### EXERCISE OBJECTIVE
Looking at the listing below, retype exactly the lines starting at the one containing "a blocking dialog." and ending at the one containing "for kind in", both included, and nothing else.

**** GIVEN ENTRIES

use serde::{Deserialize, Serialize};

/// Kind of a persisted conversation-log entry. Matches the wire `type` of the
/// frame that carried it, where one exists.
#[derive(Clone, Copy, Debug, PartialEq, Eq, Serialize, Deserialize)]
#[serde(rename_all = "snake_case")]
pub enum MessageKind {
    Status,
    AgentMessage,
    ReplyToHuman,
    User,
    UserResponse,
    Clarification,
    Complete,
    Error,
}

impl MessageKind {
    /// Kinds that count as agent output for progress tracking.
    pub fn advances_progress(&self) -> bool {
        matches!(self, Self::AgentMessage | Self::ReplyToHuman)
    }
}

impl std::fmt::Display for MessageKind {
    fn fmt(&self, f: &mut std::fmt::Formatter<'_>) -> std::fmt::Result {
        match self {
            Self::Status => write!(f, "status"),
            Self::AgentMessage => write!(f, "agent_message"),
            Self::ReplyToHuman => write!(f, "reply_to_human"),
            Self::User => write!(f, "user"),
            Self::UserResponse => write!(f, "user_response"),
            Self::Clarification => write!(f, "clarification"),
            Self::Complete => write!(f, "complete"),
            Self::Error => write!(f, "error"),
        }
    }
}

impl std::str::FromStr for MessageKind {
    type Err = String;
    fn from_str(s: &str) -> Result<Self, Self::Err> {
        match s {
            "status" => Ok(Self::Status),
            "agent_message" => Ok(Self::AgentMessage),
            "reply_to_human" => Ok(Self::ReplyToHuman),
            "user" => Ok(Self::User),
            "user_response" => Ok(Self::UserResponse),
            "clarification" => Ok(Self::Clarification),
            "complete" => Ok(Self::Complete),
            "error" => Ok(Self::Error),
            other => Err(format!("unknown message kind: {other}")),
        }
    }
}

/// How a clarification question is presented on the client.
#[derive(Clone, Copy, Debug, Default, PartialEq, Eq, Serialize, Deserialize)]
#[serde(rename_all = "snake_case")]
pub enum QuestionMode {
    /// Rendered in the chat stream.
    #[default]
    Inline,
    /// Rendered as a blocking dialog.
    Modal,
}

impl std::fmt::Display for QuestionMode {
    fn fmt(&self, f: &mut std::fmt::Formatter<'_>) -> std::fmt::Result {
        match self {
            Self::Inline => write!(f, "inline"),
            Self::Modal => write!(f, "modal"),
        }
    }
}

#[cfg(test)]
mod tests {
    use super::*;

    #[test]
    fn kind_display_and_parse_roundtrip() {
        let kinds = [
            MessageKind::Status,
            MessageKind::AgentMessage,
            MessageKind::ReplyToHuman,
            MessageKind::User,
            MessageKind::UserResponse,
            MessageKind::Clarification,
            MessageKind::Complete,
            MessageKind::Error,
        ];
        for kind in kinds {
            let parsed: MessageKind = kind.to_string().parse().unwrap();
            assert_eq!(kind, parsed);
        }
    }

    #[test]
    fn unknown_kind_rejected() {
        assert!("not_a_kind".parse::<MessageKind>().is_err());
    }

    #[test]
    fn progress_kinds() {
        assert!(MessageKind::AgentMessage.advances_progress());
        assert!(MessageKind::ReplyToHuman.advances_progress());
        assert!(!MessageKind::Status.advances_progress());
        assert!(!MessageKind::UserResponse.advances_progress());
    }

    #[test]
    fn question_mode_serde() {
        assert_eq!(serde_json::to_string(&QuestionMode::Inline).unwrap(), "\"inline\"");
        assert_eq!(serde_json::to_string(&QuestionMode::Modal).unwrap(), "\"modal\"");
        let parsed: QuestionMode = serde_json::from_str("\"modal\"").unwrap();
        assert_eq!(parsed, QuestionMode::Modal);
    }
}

********

### WRITTEN REPLY
    /// Rendered as a blocking dialog.
    Modal,
}

impl std::fmt::Display for QuestionMode {
    fn fmt(&self, f: &mut std::fmt::Formatter<'_>) -> std::fmt::Result {
        match self {
            Self::Inline => write!(f, "inline"),
            Self::Modal => write!(f, "modal"),
        }
    }
}

#[cfg(test)]
mod tests {
    use super::*;

    #[test]
    fn kind_display_and_parse_roundtrip() {
        let kinds = [
            MessageKind::Status,
            MessageKind::AgentMessage,
            MessageKind::ReplyToHuman,
            MessageKind::User,
            MessageKind::UserResponse,
            MessageKind::Clarification,
            MessageKind::Complete,
            MessageKind::Error,
        ];
        for kind in kinds {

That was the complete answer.